No description provided.

PERF-1: is_zero/is_one now compare coeffs directly (no Vec alloc) PERF-2: zz_add/zz_sub/zz_neg return Self via in-place mutation (no Vec) PERF-3: scale() works in-place via zz_coeffs_mut (no Vec via zz_mul_scalar) PERF-4: re()/im() build result via zz_coeffs_mut (no Vec collect) PERF-5: conj() mutates a copy in place (no Vec collect) PERF-6: From conversion impls use zz_coeffs_mut (no Vec collect) PERF-7: GaussInt::pow uses binary exponentiation (O(log n) muls) PERF-8: zz_inv rationalization loop gets debug_assert for i64 overflow

New stringmatch module with linear-time suffix array construction using the SA-IS algorithm (Nong, Zhang, Chan 2011). Works on u32 integer sequences with a sentinel (0) as the last element. Includes 18 tests covering edge cases, known examples, and randomized comparison against naive suffix sort.

LCP: O(n) construction using Kasai's algorithm with rank array. RMQ: O(n log n) sparse table for O(1) range minimum queries. 19 new tests across both modules, all verified against naive implementations.

MatchIndex: generalized suffix array over i8 integer sequences. Concatenates strings with unique sentinels, builds SA/LCP/RMQ, tracks document/position arrays for per-string query support. Maximal matches: for any pair (i,j), enumerates all maximal common substrings via SA scan with running LCP minimum. Right-maximality is automatic (LCP = exact match length). Left-maximality checked per candidate. 21 new tests including brute-force comparison for random inputs and edge cases (empty strings, self-matches, negative values).

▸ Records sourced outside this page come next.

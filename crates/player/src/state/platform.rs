//! Platform DI Container
//!
//! This module provides the `Platform` struct - a dependency injection
//! container that aggregates all platform-specific service implementations
//! behind port traits.
//!
//! The Platform struct lives in the adapters layer because:
//! 1. It's a concrete implementation (DI container with Arc<dyn> fields)
//! 2. It contains type erasure logic (*Dyn traits and blanket impls)
//! 3. The ports layer should only contain pure interface definitions
//!
//! Usage:
//! - Created by `create_platform()` in infrastructure/platform
//! - Injected into Dioxus context by the composition root
//! - Accessed in UI via `use_platform()`

use std::{future::Future, pin::Pin, sync::Arc};

use crate::ports::outbound::{
    CatalogFetchError, CatalogProvider, DocumentProvider, LogProvider, PlatformPort,
    SleepProvider, StorageProvider,
};

/// Unified platform services container
///
/// Provides all platform abstractions through a single injectable type.
#[derive(Clone)]
pub struct Platform {
    sleep: Arc<dyn SleepProviderDyn>,
    storage: Arc<dyn StorageProviderDyn>,
    log: Arc<dyn LogProviderDyn>,
    document: Arc<dyn DocumentProviderDyn>,
    catalog: Arc<dyn CatalogProviderDyn>,
}

// =============================================================================
// Dynamic trait versions for Arc storage (need Send + Sync for Dioxus context)
// =============================================================================

trait SleepProviderDyn: Send + Sync {
    fn sleep_ms(&self, ms: u64) -> Pin<Box<dyn Future<Output = ()> + 'static>>;
}

trait StorageProviderDyn: Send + Sync {
    fn save(&self, key: &str, value: &str);
    fn load(&self, key: &str) -> Option<String>;
    fn remove(&self, key: &str);
}

trait LogProviderDyn: Send + Sync {
    fn info(&self, msg: &str);
    fn error(&self, msg: &str);
    fn debug(&self, msg: &str);
    fn warn(&self, msg: &str);
}

trait DocumentProviderDyn: Send + Sync {
    fn set_page_title(&self, title: &str);
}

trait CatalogProviderDyn: Send + Sync {
    fn fetch_catalog(&self)
        -> Pin<Box<dyn Future<Output = Result<String, CatalogFetchError>> + 'static>>;
}

// =============================================================================
// Blanket implementations - convert port traits to dyn-safe wrappers
// =============================================================================

impl<T: SleepProvider + Send + Sync> SleepProviderDyn for T {
    fn sleep_ms(&self, ms: u64) -> Pin<Box<dyn Future<Output = ()> + 'static>> {
        SleepProvider::sleep_ms(self, ms)
    }
}

impl<T: StorageProvider + Send + Sync> StorageProviderDyn for T {
    fn save(&self, key: &str, value: &str) {
        StorageProvider::save(self, key, value)
    }
    fn load(&self, key: &str) -> Option<String> {
        StorageProvider::load(self, key)
    }
    fn remove(&self, key: &str) {
        StorageProvider::remove(self, key)
    }
}

impl<T: LogProvider + Send + Sync> LogProviderDyn for T {
    fn info(&self, msg: &str) {
        LogProvider::info(self, msg)
    }
    fn error(&self, msg: &str) {
        LogProvider::error(self, msg)
    }
    fn debug(&self, msg: &str) {
        LogProvider::debug(self, msg)
    }
    fn warn(&self, msg: &str) {
        LogProvider::warn(self, msg)
    }
}

impl<T: DocumentProvider + Send + Sync> DocumentProviderDyn for T {
    fn set_page_title(&self, title: &str) {
        DocumentProvider::set_page_title(self, title)
    }
}

impl<T: CatalogProvider + Send + Sync> CatalogProviderDyn for T {
    fn fetch_catalog(
        &self,
    ) -> Pin<Box<dyn Future<Output = Result<String, CatalogFetchError>> + 'static>> {
        CatalogProvider::fetch_catalog(self)
    }
}

// =============================================================================
// Platform implementation
// =============================================================================

impl Platform {
    /// Create a new Platform with the given providers
    pub fn new<Sl, S, L, D, C>(
        sleep: Sl,
        storage: S,
        log: L,
        document: D,
        catalog: C,
    ) -> Self
    where
        Sl: SleepProvider + Send + Sync,
        S: StorageProvider + Send + Sync,
        L: LogProvider + Send + Sync,
        D: DocumentProvider + Send + Sync,
        C: CatalogProvider + Send + Sync,
    {
        Self {
            sleep: Arc::new(sleep),
            storage: Arc::new(storage),
            log: Arc::new(log),
            document: Arc::new(document),
            catalog: Arc::new(catalog),
        }
    }

    /// Sleep for the given number of milliseconds.
    pub fn sleep_ms(&self, ms: u64) -> Pin<Box<dyn Future<Output = ()> + 'static>> {
        self.sleep.sleep_ms(ms)
    }

    /// Save a string value with the given key
    pub fn storage_save(&self, key: &str, value: &str) {
        self.storage.save(key, value)
    }

    /// Load a string value by key, returns None if not found
    pub fn storage_load(&self, key: &str) -> Option<String> {
        self.storage.load(key)
    }

    /// Remove a value by key
    pub fn storage_remove(&self, key: &str) {
        self.storage.remove(key)
    }

    /// Log an info message
    pub fn log_info(&self, msg: &str) {
        self.log.info(msg)
    }

    /// Log an error message
    pub fn log_error(&self, msg: &str) {
        self.log.error(msg)
    }

    /// Log a debug message
    pub fn log_debug(&self, msg: &str) {
        self.log.debug(msg)
    }

    /// Log a warning message
    pub fn log_warn(&self, msg: &str) {
        self.log.warn(msg)
    }

    /// Set the browser page title (no-op on desktop)
    pub fn set_page_title(&self, title: &str) {
        self.document.set_page_title(title)
    }

    /// Fetch the raw piece catalog payload
    pub fn fetch_catalog(
        &self,
    ) -> Pin<Box<dyn Future<Output = Result<String, CatalogFetchError>> + 'static>> {
        self.catalog.fetch_catalog()
    }
}

// =============================================================================
// Storage adapter for application services
// =============================================================================

/// Adapter that allows application services to use the platform's
/// storage through the dyn facade
///
/// This implements the StorageProvider port trait, delegating to the
/// injected `PlatformPort`. Application services like the point-set
/// store stay generic over `StorageProvider` and never see the facade.
#[derive(Clone)]
pub struct PlatformStorageAdapter {
    platform: Arc<dyn PlatformPort>,
}

impl PlatformStorageAdapter {
    pub fn new(platform: Arc<dyn PlatformPort>) -> Self {
        Self { platform }
    }
}

impl StorageProvider for PlatformStorageAdapter {
    fn save(&self, key: &str, value: &str) {
        self.platform.storage_save(key, value)
    }

    fn load(&self, key: &str) -> Option<String> {
        self.platform.storage_load(key)
    }

    fn remove(&self, key: &str) {
        self.platform.storage_remove(key)
    }
}

// =============================================================================
// PlatformPort implementation - enables the UI to use trait abstraction
// =============================================================================

impl PlatformPort for Platform {
    fn sleep_ms(&self, ms: u64) -> Pin<Box<dyn Future<Output = ()> + 'static>> {
        self.sleep.sleep_ms(ms)
    }

    fn storage_save(&self, key: &str, value: &str) {
        self.storage.save(key, value)
    }

    fn storage_load(&self, key: &str) -> Option<String> {
        self.storage.load(key)
    }

    fn storage_remove(&self, key: &str) {
        self.storage.remove(key)
    }

    fn log_info(&self, msg: &str) {
        self.log.info(msg)
    }

    fn log_error(&self, msg: &str) {
        self.log.error(msg)
    }

    fn log_debug(&self, msg: &str) {
        self.log.debug(msg)
    }

    fn log_warn(&self, msg: &str) {
        self.log.warn(msg)
    }

    fn set_page_title(&self, title: &str) {
        self.document.set_page_title(title)
    }

    fn fetch_catalog(
        &self,
    ) -> Pin<Box<dyn Future<Output = Result<String, CatalogFetchError>> + 'static>> {
        self.catalog.fetch_catalog()
    }
}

Domain layer for matching cyclic angle sequences along reverse complementary subsequences: - Doubles each string for cyclic wraparound matching - Indexes both double(s) and double(revcomp(s)) in MatchIndex - Maps positions back to original cyclic coordinates - Re-verifies cyclic left-maximality (linear left-max is wrong at the doubled string seam and for full-wrap matches) - Keeps only longest match per cyclic position pair 14 tests including spectre-like angles, cyclic wraparound, self-matches, and randomized comparison against brute-force.

…match

Phase 7: integrates CyclicMatchIndex with Rat geometric validation to find all valid glue operations between tiles. Two-phase approach: CMI-seeded multi-edge matches + single-edge brute force with heuristic pruning.

…alse rejection Brute-force validator tries ALL (ia,ib) pairs with try_glue and compares against TileSet::valid_glues for hexagon pairs (36 single-edge, all valid, same result), hexamino pairs (mixed multi/single-edge), spectre pairs (multi-edge + mystic), and mixed square+triangle pairs. Found and fixed bug: junction degeneracy check rejected jl==0 (collinear), but collinear junctions are valid — edges just merge into a longer edge. Only |jl|==hturn (180-degree fold-back) is a reliable rejection heuristic.

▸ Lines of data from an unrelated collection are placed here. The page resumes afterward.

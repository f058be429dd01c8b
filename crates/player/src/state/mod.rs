//! State containers for player-side dependency injection
//!
//! This module contains DI containers that aggregate adapters behind
//! port traits. These are concrete implementations that belong in the
//! adapters layer, not the ports layer.

mod platform;

pub use platform::{Platform, PlatformStorageAdapter};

…r single-edge validation Empirical analysis of spectre self-match (159 unique intervals, 79 accepted, 80 rejected) showed: - |jl|==hturn (fold-back) heuristic was WRONG: 4 valid glues at (0,4),(0,8), (6,4),(6,8) were incorrectly rejected. All pass try_glue. - |jl|==hturn heuristic was USELESS: 0 out of 80 rejected cases had |jl|==hturn. - No junction-angle criterion works: all 79 accepted cases have jl<0 or jr<0, so any angle-based rejection would produce false positives. Single-edge Phase 2 now only uses the covered grid (skip positions already handled by Phase 1 multi-edge matches) + try_glue for geometric validation. No untested heuristic code remains.

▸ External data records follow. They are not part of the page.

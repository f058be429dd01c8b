//! Outbound ports - platform abstractions consumed by the application
//! and presentation layers.

pub mod platform;
pub mod platform_port;

pub use platform::{
    storage_keys, CatalogFetchError, CatalogProvider, DocumentProvider, LogProvider,
    SleepProvider, StorageProvider,
};
pub use platform_port::PlatformPort;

When two tiles share a single edge, the interior angles at each junction vertex must not sum to more than a full circle. If they do (exterior angle sum < 0), the neighbor edges physically overlap, creating a self-intersection. If they sum to exactly 0, the edges are collinear — a multi-edge extension already handled by the CMI index. Only strictly positive sums (gap at both junctions) yield true single-edge candidates. This replaces the covered-grid approach with a cleaner two-phase design: Phase 1 seeds multi-edge candidates from the CMI index; Phase 2 enumerates all position pairs and applies the heuristic to reject locally inconsistent candidates before the global try_glue check.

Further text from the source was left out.